Ebstein Anomaly

Ebstein anomaly is a rare congenital heart defect characterized by apical displacement of the septal and posterior leaflets of the tricuspid valve into the right ventricle, while the anterior leaflet remains normally attached but is often elongated and sail-like. This displacement creates an 'atrialized' portion of the right ventricle (the segment between the true annulus and the displaced leaflets) that contracts with the right atrium rather than the ventricle, effectively reducing functional right ventricular volume. The malformed tricuspid valve produces varying degrees of tricuspid regurgitation, allowing blood to flow backward from the right ventricle into the enlarged right atrium. The functional right ventricle is small with impaired contractility, leading to decreased pulmonary blood flow. An atrial septal defect (ASD) or patent foramen ovale (PFO) is present in approximately 80% of cases, allowing right-to-left shunting when right atrial pressure exceeds left atrial pressure, producing cyanosis.

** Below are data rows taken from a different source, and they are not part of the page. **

// src/config/secret.rs
use serde::Deserialize;
use std::fmt;

const REDACTED: &str = "***";

/// A string that must not leak into logs or error messages.
///
/// The only way to read the value is [`SecretString::expose_secret`]. `Debug`
/// and `Display` print a placeholder, and there is deliberately no
/// `Serialize` impl.
#[derive(Clone, Default, PartialEq, Eq, Deserialize)]
#[serde(transparent)]
pub struct SecretString(String);

impl SecretString {
    pub fn new(value: impl Into<String>) -> Self {
        Self(value.into())
    }

    pub fn expose_secret(&self) -> &str {
        &self.0
    }

    pub fn is_empty(&self) -> bool {
        self.0.is_empty()
    }

    /// Replace every occurrence of the secret in `text` with a placeholder.
    pub fn scrub(&self, text: &str) -> String {
        if self.0.is_empty() {
            return text.to_string();
        }
        text.replace(&self.0, REDACTED)
    }
}

impl fmt::Debug for SecretString {
    fn fmt(&self, f: &mut fmt::Formatter<'_>) -> fmt::Result {
        f.debug_tuple("SecretString").field(&REDACTED).finish()
    }
}

impl fmt::Display for SecretString {
    fn fmt(&self, f: &mut fmt::Formatter<'_>) -> fmt::Result {
        f.write_str(REDACTED)
    }
}

#[cfg(test)]
mod tests {
    use super::*;

    #[test]
    fn test_debug_and_display_are_redacted() {
        let secret = SecretString::new("123456:ABC-DEF");

        assert_eq!(format!("{:?}", secret), "SecretString(\"***\")");
        assert_eq!(secret.to_string(), "***");
        assert_eq!(secret.expose_secret(), "123456:ABC-DEF");
    }

    #[test]
    fn test_scrub_replaces_every_occurrence() {
        let secret = SecretString::new("tok");
        let scrubbed = secret.scrub("GET /bottok/getMe failed for tok");

        assert_eq!(scrubbed, "GET /bot***/getMe failed for ***");
    }

    #[test]
    fn test_scrub_with_empty_secret_is_identity() {
        let secret = SecretString::default();
        assert_eq!(secret.scrub("nothing to hide"), "nothing to hide");
    }

    #[test]
    fn test_deserializes_from_plain_string() {
        let secret: SecretString = serde_json::from_str("\"s3cr3t\"").unwrap();
        assert_eq!(secret.expose_secret(), "s3cr3t");
    }
}
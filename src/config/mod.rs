// src/config/mod.rs
mod models;
mod secret;

pub use models::*;
pub use secret::SecretString;

use anyhow::{Context, Result};
use ::config::{Environment, File};
use std::path::Path;

/// Prefix for environment overrides, e.g. `HEALTH__REDIS__URL`.
pub const ENV_PREFIX: &str = "HEALTH";

/// Load configuration from an optional file (YAML or JSON, picked by
/// extension) overlaid with `HEALTH__*` environment variables.
pub fn load_config<P: AsRef<Path>>(path: P) -> Result<Config> {
    let path = path.as_ref();

    let settings = ::config::Config::builder()
        .add_source(File::from(path).required(false))
        .add_source(
            Environment::with_prefix(ENV_PREFIX)
                .separator("__")
                .try_parsing(true),
        )
        .build()
        .with_context(|| format!("Failed to read config from {}", path.display()))?;

    let config: Config = settings
        .try_deserialize()
        .context("Failed to parse config")?;

    config.validate()?;
    Ok(config)
}
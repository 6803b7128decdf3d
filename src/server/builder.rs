// ────────────────────────────────
// src/server/builder.rs
// ────────────────────────────────
use crate::server::listener::bind_tcp;
use anyhow::{anyhow, Result};
use hyper::{server::conn::Http, Body, Request, Response};
use std::future::Future;
use std::net::SocketAddr;
use tower::Service;

/// Builder so `main.rs` can inject the handler and a shutdown signal.
pub struct ServerBuilder<H>
where
    H: Service<Request<Body>, Response = Response<Body>> + Send + Clone + 'static,
    H::Error: Into<Box<dyn std::error::Error + Send + Sync>>,
    H::Future: Send + 'static,
{
    addr: SocketAddr,
    handler: Option<H>,
}

impl<H> ServerBuilder<H>
where
    H: Service<Request<Body>, Response = Response<Body>> + Send + Clone + 'static,
    H::Error: Into<Box<dyn std::error::Error + Send + Sync>>,
    H::Future: Send + 'static,
{
    pub fn new(addr: SocketAddr) -> Self {
        Self { addr, handler: None }
    }

    pub fn with_handler(mut self, handler: H) -> Self {
        self.handler = Some(handler);
        self
    }

    /// Accept connections until `shutdown` resolves. In-flight connections
    /// finish on their own tasks.
    pub async fn serve_with_shutdown<F>(self, shutdown: F) -> Result<()>
    where
        F: Future<Output = ()>,
    {
        let handler = self
            .handler
            .ok_or_else(|| anyhow!("handler must be set via with_handler()"))?;

        let listener = bind_tcp(self.addr).await?;
        tracing::info!("HTTP server listening on {}", listener.local_addr()?);

        tokio::pin!(shutdown);

        loop {
            let (stream, peer) = tokio::select! {
                accepted = listener.accept() => accepted?,
                _ = &mut shutdown => {
                    tracing::info!("HTTP server stopped accepting connections");
                    return Ok(());
                }
            };
            let svc = handler.clone();

            // One task per connection.
            tokio::spawn(async move {
                let http = Http::new();
                if let Err(err) = http.serve_connection(stream, svc).await {
                    tracing::warn!(%peer, %err, "connection error");
                }
            });
        }
    }
}
impl CopySubtask {
    /// New copy subtask.
    #[must_use]
    pub fn new(
        id: impl Into<String>,
        src_alias: impl Into<String>,
        dst_alias: impl Into<String>,
        resources: Vec<ResourceDescriptor>,
    ) -> Self {
        Self {
            core: SubtaskCore::new(id.into(), resources),
            src_alias: src_alias.into(),
            dst_alias: dst_alias.into(),
            backups: false,
            journal: Journal::new(),
        }
    }

    /// Snapshot files before overwriting them so rollback restores their bytes.
    #[must_use]
    pub const fn with_backups(mut self, enabled: bool) -> Self {
        self.backups = enabled;
        self
    }

    /// Source alias.
    #[must_use]
    pub fn src_alias(&self) -> &str {
        &self.src_alias
    }

    /// Destination alias.
    #[must_use]
    pub fn dst_alias(&self) -> &str {
        &self.dst_alias
    }

    /// Journal of the current run.
    #[must_use]
    pub const fn journal(&self) -> &Journal {
        &self.journal
    }

    pub(super) fn handle(&mut self, ctx: &SubtaskContext<'_>) -> FsOpsResult<()> {
        self.core.begin()?;
        let result = self.run(ctx);
        self.core.settle(result)
    }

    pub(super) fn fail_rollback(&mut self) -> FsOpsResult<RollbackOutcome> {
        self.core.begin_rollback()?;
        let report = self.journal.replay();
        if report.failed.is_empty() {
            self.core.state = SubtaskState::RolledBack;
            info!(
                subtask = %self.core.id,
                removed = report.removed.len(),
                restored = report.restored.len(),
                "copy subtask rolled back"
            );
            return Ok(RollbackOutcome::RolledBack {
                removed: report.removed,
                restored: report.restored,
            });
        }

        for (path, err) in &report.failed {
            error!(
                subtask = %self.core.id,
                path = %path.display(),
                error = %err,
                "rollback could not undo path"
            );
        }
        self.core.state = SubtaskState::RollbackFailed;
        Err(FsOpsError::RollbackFailed {
            subtask: self.core.id.clone(),
            paths: report.failed.into_iter().map(|(path, _)| path).collect(),
        })
    }

    pub(super) fn reset(&mut self) {
        self.core.reset();
        self.journal.clear();
    }

    fn run(&mut self, ctx: &SubtaskContext<'_>) -> FsOpsResult<()> {
        let src_root = ctx.aliases.resolve(&self.src_alias)?.to_path_buf();
        let dst_root = ctx.aliases.resolve(&self.dst_alias)?.to_path_buf();

        for resource in self.core.resolved_resources(ctx) {
            let source = src_root.join(&resource.name);
            let dest = dst_root.join(resource.target_name());
            self.require_source(&resource, &source)?;
            debug!(
                subtask = %self.core.id,
                kind = resource.kind.as_str(),
                source = %source.display(),
                dest = %dest.display(),
                "copying resource"
            );
            match resource.kind {
                ResourceKind::File => self.copy_file(&source, &dest, resource.overwrite)?,
                ResourceKind::Directory => {
                    self.copy_dir(&source, &dest, resource.overwrite)?;
                }
                ResourceKind::GlobSet => self.copy_files(&source, &dest, resource.overwrite)?,
            }
        }
        Ok(())
    }

    fn require_source(&self, resource: &ResourceDescriptor, source: &Path) -> FsOpsResult<()> {
        let present = match resource.kind {
            ResourceKind::File => source.is_file(),
            ResourceKind::Directory | ResourceKind::GlobSet => source.is_dir(),
        };
        if present {
            Ok(())
        } else {
            Err(FsOpsError::not_found(&self.core.id, source))
        }
    }

    fn copy_file(&mut self, source: &Path, dest: &Path, overwrite: bool) -> FsOpsResult<()> {
        if exists(dest) {
            self.record_existed(dest, overwrite)?;
            if !overwrite {
                debug!(subtask = %self.core.id, dest = %dest.display(), "destination exists; skipping");
                return Ok(());
            }
            if dest.is_dir() {
                return Err(FsOpsError::copy(
                    &self.core.id,
                    dest,
                    io::Error::new(io::ErrorKind::AlreadyExists, "destination is a directory"),
                ));
            }
        } else {
            self.ensure_parent(dest)?;
            self.journal.record_created(dest, false);
        }
        fs::copy(source, dest).map_err(|err| FsOpsError::copy(&self.core.id, dest, err))?;
        Ok(())
    }

    fn copy_dir(&mut self, source: &Path, dest: &Path, overwrite: bool) -> FsOpsResult<()> {
        if !self.prepare_dir(dest, overwrite)? {
            return Ok(());
        }

        let entries = WalkDir::new(source)
            .min_depth(1)
            .sort_by_file_name()
            .into_iter();
        for entry in entries {
            let entry = entry.map_err(|err| FsOpsError::copy(&self.core.id, source, err.into()))?;
            let relative = entry
                .path()
                .strip_prefix(source)
                .map_err(|_| FsOpsError::InvalidInput {
                    field: "source_path",
                    reason: "strip_prefix",
                    value: Some(entry.path().to_string_lossy().into_owned()),
                })?;
            let target = dest.join(relative);
            if entry.file_type().is_dir() {
                self.prepare_dir(&target, true)?;
            } else {
                self.copy_file(entry.path(), &target, true)?;
            }
        }
        Ok(())
    }

    fn copy_files(&mut self, source: &Path, dest: &Path, overwrite: bool) -> FsOpsResult<()> {
        self.prepare_dir(dest, true)?;

        let mut files: Vec<PathBuf> = Vec::new();
        let listing =
            fs::read_dir(source).map_err(|err| FsOpsError::copy(&self.core.id, source, err))?;
        for entry in listing {
            let entry = entry.map_err(|err| FsOpsError::copy(&self.core.id, source, err))?;
            let file_type = entry
                .file_type()
                .map_err(|err| FsOpsError::copy(&self.core.id, entry.path(), err))?;
            if file_type.is_file() {
                files.push(entry.path());
            }
        }
        files.sort();

        for file in files {
            let Some(name) = file.file_name() else {
                continue;
            };
            let target = dest.join(name);
            self.copy_file(&file, &target, overwrite)?;
        }
        Ok(())
    }

    /// Make sure `dest` is a directory, journaling it first. Returns `false`
    /// when it already existed and `overwrite` forbids writing into it.
    fn prepare_dir(&mut self, dest: &Path, overwrite: bool) -> FsOpsResult<bool> {
        if exists(dest) {
            self.record_existed(dest, false)?;
            if !dest.is_dir() {
                return Err(FsOpsError::copy(
                    &self.core.id,
                    dest,
                    io::Error::new(io::ErrorKind::AlreadyExists, "destination is not a directory"),
                ));
            }
            if !overwrite {
                debug!(subtask = %self.core.id, dest = %dest.display(), "destination exists; skipping");
            }
            return Ok(overwrite);
        }
        self.ensure_parent(dest)?;
        self.journal.record_created(dest, true);
        fs::create_dir(dest).map_err(|err| FsOpsError::copy(&self.core.id, dest, err))?;
        Ok(true)
    }

    /// Create missing ancestors of `path`, journaling the topmost one created.
    fn ensure_parent(&mut self, path: &Path) -> FsOpsResult<()> {
        let Some(parent) = path.parent() else {
            return Ok(());
        };
        let mut topmost = None;
        for ancestor in parent.ancestors() {
            if exists(ancestor) {
                if !ancestor.is_dir() {
                    return Err(FsOpsError::copy(
                        &self.core.id,
                        ancestor,
                        io::Error::new(io::ErrorKind::NotADirectory, "ancestor is not a directory"),
                    ));
                }
                break;
            }
            topmost = Some(ancestor);
        }
        let Some(topmost) = topmost else {
            return Ok(());
        };
        self.journal.record_created(topmost, true);
        fs::create_dir_all(parent).map_err(|err| FsOpsError::copy(&self.core.id, parent, err))
    }

    fn record_existed(&mut self, path: &Path, backup: bool) -> FsOpsResult<()> {
        let backup = backup && self.backups;
        self.journal
            .record_existed(path, backup)
            .map(|_| ())
            .map_err(|err| FsOpsError::copy(&self.core.id, path, err))
    }
}
#![forbid(unsafe_code)]
#![deny(
    unused_must_use,
    rustdoc::broken_intra_doc_links,
    rustdoc::bare_urls
)]
#![warn(
    missing_docs,
    unreachable_pub,
    clippy::all,
    clippy::pedantic,
    clippy::nursery
)]
#![allow(clippy::module_name_repetitions)]

//! Event bus for provisioning tasks and artifact builds.
//!
//! Events carry sequential identifiers and a bounded replay buffer so late
//! subscribers (a CLI progress view, for example) can catch up on what they
//! missed. Internally it uses `tokio::broadcast`; on overflow the oldest
//! events are dropped.

pub mod payloads;
pub mod routing;

pub use payloads::{DEFAULT_REPLAY_CAPACITY, Event, EventEnvelope, EventId};
pub use routing::{EventBus, EventStream};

The degree of clinical severity ranges widely from asymptomatic to severe heart failure and depends on the extent of valve displacement and right ventricular dysfunction. Ebstein anomaly is strongly associated with Wolff-Parkinson-White (WPW) syndrome (10-25% of patients) due to accessory atrioventricular pathways, predisposing to supraventricular tachycardia. The nurse monitors oxygen saturation, assesses for signs of right heart failure, administers prescribed medications, recognizes arrhythmias on telemetry, and provides family education about activity restrictions and long-term follow-up.